The professional view

A professional Go engineer encounters generics in:

  • Open-source libraries written by enthusiastic juniors
  • Internal monorepos with mixed adoption
  • Migration PRs from interface{} to generic
  • Code review where the author "made it generic to be reusable"

After reviewing dozens of such codebases, repeating patterns emerge. Each one compiles, passes tests, and is published. Each one is a maintenance liability. The job of a professional reviewer is to recognize them in the diff.

We list seven recurring anti-patterns and the heuristics for catching them.


Anti-pattern 1 — Over-generic public APIs

The smell

package mylib

func Process[T any, U any, V comparable, F func(T, U) V](f F, t T, u U) V {
    return f(t, u)
}

Three type parameters, a function-typed constraint, and a single line of body. The author wanted maximum reusability. The reader gets minimum readability.

Why it is bad

  • godoc renders this as a wall of square brackets
  • IDE autocomplete shows the user a long signature with placeholders
  • Type inference often fails on real call sites; users must instantiate manually
  • Future API changes are hard because every parameter is part of the contract

The professional fix

Concrete, well-named functions. Generics only where they save real duplication:

func ProcessIntPair(f func(int, int) int, a, b int) int { return f(a, b) }
func ProcessStringPair(f func(string, string) bool, a, b string) bool { return f(a, b) }

Or, if there is genuine reuse, one type parameter:

func Apply[T any](f func(T, T) T, a, b T) T { return f(a, b) }

A senior reviewer asks: "Could this be written with one type parameter, or zero?" Most over-generic APIs collapse under that question.

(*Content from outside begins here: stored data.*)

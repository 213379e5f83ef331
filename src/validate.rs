use std::collections::HashSet;

use crate::error::ExpressionError;
use crate::{Expression, RuleDefinition, RuleDiagnostic, TransformationRule, ValidationError};

/// Turn one raw definition into a compiled rule.
///
/// Checks run in order and stop at the first failure: rule name, empty
/// expression, expression syntax and function resolution, numeric fields and
/// bounds, then curve shape.
///
/// # Errors
///
/// Returns a [`Validation`](crate::DiagnosticKind::Validation) diagnostic
/// carrying the rule name, its expression text and the first violation found.
///
/// # Example
///
/// ```
/// use rigmap::{validate_rule, RuleDefinition};
///
/// let rule = validate_rule(&RuleDefinition::new("MouthOpen", "JawOpen * 1.5", 0.0, 1.0)).unwrap();
/// assert_eq!(rule.references(), &["JawOpen"]);
///
/// let diag = validate_rule(&RuleDefinition::new("Bad", "JawOpen", 5.0, 2.0)).unwrap_err();
/// assert_eq!(diag.message(), "input_min (5) is greater than input_max (2)");
/// ```
pub fn validate_rule(def: &RuleDefinition) -> Result<TransformationRule, RuleDiagnostic> {
    check(def).map_err(|err| {
        tracing::debug!(rule = %def.name, error = %err, "rule rejected");
        RuleDiagnostic::validation(&def.name, &def.expression, err.to_string())
    })
}

fn check(def: &RuleDefinition) -> Result<TransformationRule, ValidationError> {
    if def.name.trim().is_empty() {
        return Err(ValidationError::EmptyName);
    }
    if def.expression.trim().is_empty() {
        return Err(ValidationError::EmptyExpression);
    }

    let expression = Expression::compile(&def.expression).map_err(|err| match err {
        ExpressionError::Parse(e) => ValidationError::Syntax(e),
        ExpressionError::Compile(e) => ValidationError::Compile(e),
    })?;

    for (field, value) in [
        ("input_min", def.input_min),
        ("input_max", def.input_max),
        ("default_value", def.default_value),
    ] {
        if !value.is_finite() {
            return Err(ValidationError::NonFiniteNumber { field, value });
        }
    }
    if def.input_min > def.input_max {
        return Err(ValidationError::InvalidBounds {
            min: def.input_min,
            max: def.input_max,
        });
    }

    if let Some(curve) = &def.curve {
        crate::curve::validate(curve)?;
    }

    Ok(TransformationRule {
        name: def.name.clone(),
        expression,
        expression_text: def.expression.clone(),
        input_min: def.input_min,
        input_max: def.input_max,
        default_value: def.default_value,
        curve: def.curve.clone(),
    })
}

/// Validate a list of definitions, keeping source order.
///
/// A name that was already accepted earlier in the list is rejected; the
/// first occurrence wins.
#[must_use]
pub fn validate_rules(definitions: &[RuleDefinition]) -> (Vec<TransformationRule>, Vec<RuleDiagnostic>) {
    let mut valid = Vec::with_capacity(definitions.len());
    let mut diagnostics = Vec::new();
    let mut seen: HashSet<&str> = HashSet::with_capacity(definitions.len());

    for def in definitions {
        if seen.contains(def.name.as_str()) {
            let err = ValidationError::DuplicateRule {
                name: def.name.clone(),
            };
            tracing::debug!(rule = %def.name, "duplicate rule name");
            diagnostics.push(RuleDiagnostic::validation(
                &def.name,
                &def.expression,
                err.to_string(),
            ));
            continue;
        }
        match validate_rule(def) {
            Ok(rule) => {
                seen.insert(def.name.as_str());
                valid.push(rule);
            }
            Err(diag) => diagnostics.push(diag),
        }
    }

    (valid, diagnostics)
}
//! JSON rule file format.
//!
//! A rule file is either a top-level array of rule definitions or an object
//! with a `rules` array:
//!
//! ```text
//! [
//!   { "name": "FaceAngleX", "expression": "HeadYaw * -1",
//!     "input_min": -30, "input_max": 30, "default_value": 0 },
//!   { "name": "MouthOpen", "expression": "JawOpen",
//!     "input_min": 0, "input_max": 1,
//!     "curve": { "type": "Bezier", "points": [[0,0],[0.7,0.3],[0.9,0.7],[1,1]] } }
//! ]
//! ```
//!
//! Decoding happens in two stages. The container is parsed first; if that
//! fails the whole file is rejected with [`LoadError::Parse`]. Each entry is
//! then decoded on its own, so one entry with a wrong field type becomes a
//! [`RuleDiagnostic`] while its siblings still load.

use serde::Serialize;
use serde_json::Value;

use crate::error::LoadError;
use crate::{RuleDefinition, RuleDiagnostic, ValidationError};

/// Entries of a rule file plus the diagnostics for entries that did not
/// decode.
#[derive(Debug, Clone, Default, PartialEq)]
pub struct DecodedRules {
    pub definitions: Vec<RuleDefinition>,
    pub diagnostics: Vec<RuleDiagnostic>,
}

/// Parse rule file text into its raw entries.
///
/// # Errors
///
/// Returns [`LoadError::Parse`] when the text is not JSON, or is neither an
/// array nor an object holding a `rules` array.
pub fn parse_rule_file(text: &str) -> Result<Vec<Value>, LoadError> {
    match serde_json::from_str::<Value>(text)? {
        Value::Array(entries) => Ok(entries),
        Value::Object(mut map) => match map.remove("rules") {
            Some(Value::Array(entries)) => Ok(entries),
            Some(_) => Err(container_error("`rules` must be an array")),
            None => Err(container_error("expected an array or an object with a `rules` array")),
        },
        _ => Err(container_error("expected an array or an object with a `rules` array")),
    }
}

fn container_error(message: &str) -> LoadError {
    LoadError::Parse(<serde_json::Error as serde::de::Error>::custom(message))
}

/// Decode one raw entry. `index` names the entry in the diagnostic when it
/// has no readable `name`.
///
/// # Errors
///
/// Returns a validation diagnostic when the entry does not have the shape of
/// a [`RuleDefinition`].
pub fn decode_entry(index: usize, entry: Value) -> Result<RuleDefinition, RuleDiagnostic> {
    let name = entry
        .get("name")
        .and_then(Value::as_str)
        .map_or_else(|| format!("#{index}"), str::to_owned);
    let expression = ["expression", "func", "formula"]
        .iter()
        .find_map(|key| entry.get(*key).and_then(Value::as_str))
        .unwrap_or_default()
        .to_owned();

    serde_json::from_value::<RuleDefinition>(entry).map_err(|err| {
        let err = ValidationError::Malformed {
            message: err.to_string(),
        };
        tracing::debug!(rule = %name, error = %err, "malformed rule entry");
        RuleDiagnostic::validation(name, expression, err.to_string())
    })
}

/// Parse rule file text and decode every entry.
///
/// # Errors
///
/// Only a malformed container fails; see [`parse_rule_file`].
pub fn decode_rule_file(text: &str) -> Result<DecodedRules, LoadError> {
    let mut decoded = DecodedRules::default();
    for (index, entry) in parse_rule_file(text)?.into_iter().enumerate() {
        match decode_entry(index, entry) {
            Ok(def) => decoded.definitions.push(def),
            Err(diag) => decoded.diagnostics.push(diag),
        }
    }
    Ok(decoded)
}

#[derive(Serialize)]
struct RuleFileRef<'a> {
    rules: &'a [RuleDefinition],
}

/// Render definitions as a rule file (`{ "rules": [...] }`, pretty-printed).
///
/// # Errors
///
/// Propagates serializer errors. Non-finite numbers are written as `null`
/// and will not decode again.
pub fn to_rule_file(definitions: &[RuleDefinition]) -> Result<String, serde_json::Error> {
    serde_json::to_string_pretty(&RuleFileRef { rules: definitions })
}

/// BLAKE3 digest of rule source text.
#[must_use]
pub fn source_digest(text: &str) -> [u8; 32] {
    *blake3::hash(text.as_bytes()).as_bytes()
}

#[cfg(test)]
mod tests {
    use super::*;
    use crate::InterpolationDefinition;

    #[test]
    fn accepts_top_level_array() {
        let entries = parse_rule_file(r#"[{"name":"a"},{"name":"b"}]"#).unwrap();
        assert_eq!(entries.len(), 2);
    }

    #[test]
    fn accepts_rules_object() {
        let entries = parse_rule_file(r#"{"version": 2, "rules": [{"name":"a"}]}"#).unwrap();
        assert_eq!(entries.len(), 1);
    }

    #[test]
    fn rejects_bad_containers() {
        assert!(matches!(parse_rule_file("[{"), Err(LoadError::Parse(_))));
        assert!(matches!(parse_rule_file("42"), Err(LoadError::Parse(_))));
        assert!(matches!(parse_rule_file(r#"{"rules": 1}"#), Err(LoadError::Parse(_))));
        assert!(matches!(parse_rule_file(r#"{"other": []}"#), Err(LoadError::Parse(_))));
    }

    #[test]
    fn malformed_entry_is_isolated() {
        let text = r#"[
            {"name":"good","expression":"x","input_min":0,"input_max":1},
            {"name":"bad","expression":"x","input_min":"zero","input_max":1},
            {"expression":"y","input_min":0,"input_max":1}
        ]"#;
        let decoded = decode_rule_file(text).unwrap();
        assert_eq!(decoded.definitions.len(), 1);
        assert_eq!(decoded.definitions[0].name, "good");
        assert_eq!(decoded.diagnostics.len(), 2);
        assert_eq!(decoded.diagnostics[0].rule_name(), "bad");
        assert_eq!(decoded.diagnostics[0].expression_text(), "x");
        assert!(decoded.diagnostics[0]
            .message()
            .starts_with("malformed rule definition:"));
        assert_eq!(decoded.diagnostics[1].rule_name(), "#2");
    }

    #[test]
    fn curve_point_formats_decode_alike() {
        let text = r#"[
            {"name":"a","expression":"x","input_min":0,"input_max":1,
             "curve":{"type":"Bezier","points":[[0,0],[0.5,0.8],[1,1]]}},
            {"name":"b","expression":"x","input_min":0,"input_max":1,
             "curve":{"type":"Bezier","points":[{"x":0,"y":0},{"x":0.5,"y":0.8},{"x":1,"y":1}]}},
            {"name":"c","expression":"x","input_min":0,"input_max":1,
             "curve":{"type":"Bezier","points":[0,0,0.5,0.8,1,1]}}
        ]"#;
        let decoded = decode_rule_file(text).unwrap();
        assert!(decoded.diagnostics.is_empty());
        let expected = InterpolationDefinition::bezier([(0.0, 0.0), (0.5, 0.8), (1.0, 1.0)]);
        for def in &decoded.definitions {
            assert_eq!(def.curve.as_ref(), Some(&expected), "{}", def.name);
        }
    }

    #[test]
    fn to_rule_file_reads_back() {
        let defs = vec![
            RuleDefinition::new("FaceAngleX", "HeadYaw * -1", -30.0, 30.0),
            RuleDefinition::new("MouthOpen", "JawOpen", 0.0, 1.0)
                .with_default(0.1)
                .with_curve(InterpolationDefinition::bezier([(0.0, 0.0), (0.7, 0.3), (1.0, 1.0)])),
        ];
        let text = to_rule_file(&defs).unwrap();
        let decoded = decode_rule_file(&text).unwrap();
        assert_eq!(decoded.definitions, defs);
    }

    #[test]
    fn digest_tracks_content() {
        assert_eq!(source_digest("[]"), source_digest("[]"));
        assert_ne!(source_digest("[]"), source_digest("[ ]"));
    }
}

Anti-pattern 2 — Optional[T] everywhere

The smell

type Optional[T any] struct {
    value T
    has   bool
}

func Some[T any](v T) Optional[T] { return Optional[T]{value: v, has: true} }
func None[T any]() Optional[T]    { return Optional[T]{has: false} }
func (o Optional[T]) Get() (T, bool) { return o.value, o.has }

Imported from Rust or Scala. The author thought "Go's nilable types are gross; let me give us proper Maybe semantics."

Why it is bad

  • Go has the idiomatic (T, bool) return; Optional[T] competes with it
  • Every API boundary forces conversion: Optional[T] to (T, bool) and back
  • Library users hate it because the signature is non-standard
  • Pointer types (*T) already carry "may be absent" without a wrapper

The professional fix

Use Go's existing idioms:

Need Idiomatic Go
Maybe a value (T, bool)
Maybe a pointer *T (nil = absent)
Typed result with error (T, error)
Eager null-coalescing cmp.Or (1.22+) or simple if

If you really want Optional[T] because your team comes from a functional language, localize it to one package and provide adapters at the boundary:

// internal/option
func From[T any](v T, ok bool) Option[T] { ... }
func (o Option[T]) Tuple() (T, bool) { ... }

Do not pollute every public function signature.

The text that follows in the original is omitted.